A Bíblia reforça, repetidamente, o poder das palavras e dos pensamentos. Em Provérbios 18:21, lemos: “A morte e a vida estão no poder da língua; o que bem a utiliza come do seu fruto.” Isso não é metáfora — é realidade. A maneira como falamos, o que repetimos mentalmente, tem o poder de moldar nossos sentimentos e nossas ações. Quem vive declarando fracasso, derrota e escassez acaba se aprisionando nessas ideias. Já quem escolhe declarar fé, mesmo nas dificuldades, encontra força para continuar e para enxergar beleza mesmo nos dias cinzentos.

Como cultivar o otimismo e ensinar isso às novas gerações

Otimismo não é ingenuidade. É uma postura realista com esperança. É saber que a vida tem seus dias ruins, mas que nenhum deles define tudo. Como ensina Romanos 8:25: “Mas, se esperamos o que não vemos, com paciência o aguardamos.” Essa espera ativa é sinal de maturidade emocional e espiritual.

Na prática, cultivar o otimismo começa com a vigilância dos pensamentos. Nem tudo precisa ser transformado em drama. Diante de um desafio, em vez de pensar “nada dá certo pra mim”, podemos dizer “isso foi difícil, mas posso aprender e seguir em frente”. A forma como nomeamos nossas experiências interfere diretamente no modo como as sentimos.

O mesmo vale para o que falamos. Expressões como “sou azarado”, “isso sempre acontece comigo” ou “não vai dar certo” reforçam uma mentalidade de fracasso. Trocar esse vocabulário é um passo poderoso para reprogramar nossa visão sobre a vida. E quando esse exercício se torna hábito, ele modifica profundamente nossa maneira de reagir ao mundo.
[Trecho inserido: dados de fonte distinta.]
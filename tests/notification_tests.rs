mod common;

use common::{dec, stored};
use pricewatch::services::notification::NotificationTemplates;

#[test]
fn subject_follows_hungarian_template() {
    let templates = NotificationTemplates::build("AWS Jysk árfigyelő").unwrap();
    let product = stored("https://x/p1", "10000", false);

    let email = templates
        .render_price_drop(&product, "NORDBY kanapé", dec("9000"))
        .unwrap();

    assert_eq!(
        email.subject,
        "AWS Jysk árfigyelő - A(z) NORDBY kanapé termék ára csökkent"
    );
}

#[test]
fn text_and_html_bodies_carry_the_same_facts() {
    let templates = NotificationTemplates::build("AWS Jysk árfigyelő").unwrap();
    let product = stored("https://x/p1?color=grey&size=3", "10000", false);

    let email = templates
        .render_price_drop(&product, "NORDBY kanapé", dec("9000"))
        .unwrap();

    assert_eq!(
        email.text_body,
        "A megfigyelt NORDBY kanapé termék (https://x/p1?color=grey&size=3) ára a beállított érték (10000 Ft) alá csökkent. Jelenlegi ára: 9000 Ft"
    );

    assert!(email.html_body.contains("AWS Jysk árfigyelő értesítés"));
    assert!(email.html_body.contains("NORDBY kanapé"));
    assert!(email.html_body.contains("(10000 Ft)"));
    assert!(email.html_body.contains("<b>9000 Ft</b>"));
    assert!(email.html_body.contains("Megnézem"));
}

#[test]
fn html_body_escapes_product_name() {
    let templates = NotificationTemplates::build("Árfigyelő").unwrap();
    let product = stored("https://x/p1", "100", false);

    let email = templates
        .render_price_drop(&product, "<script>alert(1)</script>", dec("50"))
        .unwrap();

    assert!(!email.html_body.contains("<script>"));
    assert!(email.html_body.contains("&lt;script&gt;"));
    // the plain parts are not HTML
    assert!(email.subject.contains("<script>"));
}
Para quem tem filhos ou trabalha com crianças e adolescentes, essa construção é ainda mais essencial. A geração atual vive sob forte pressão — estética, intelectual, emocional — e precisa de adultos que saibam ensinar esperança. E isso se ensina mais com atitudes do que com discursos. Pais que enfrentam seus próprios desafios com fé e serenidade, que conseguem sorrir mesmo nos dias duros, que agradecem pelas pequenas vitórias, ensinam mais do que qualquer conselho. Eles mostram, na prática, que é possível ser forte sem endurecer.

Ensinar otimismo é ensinar visão. É formar pessoas capazes de reconhecer as lutas, mas também de enxergar saídas. Gente que acredita no bem, mesmo quando tudo parece confuso. O mundo precisa disso. De gente que, em vez de repetir o caos, espalha confiança. Porque acreditar que o amanhã pode ser melhor não é ilusão — é fé em ação.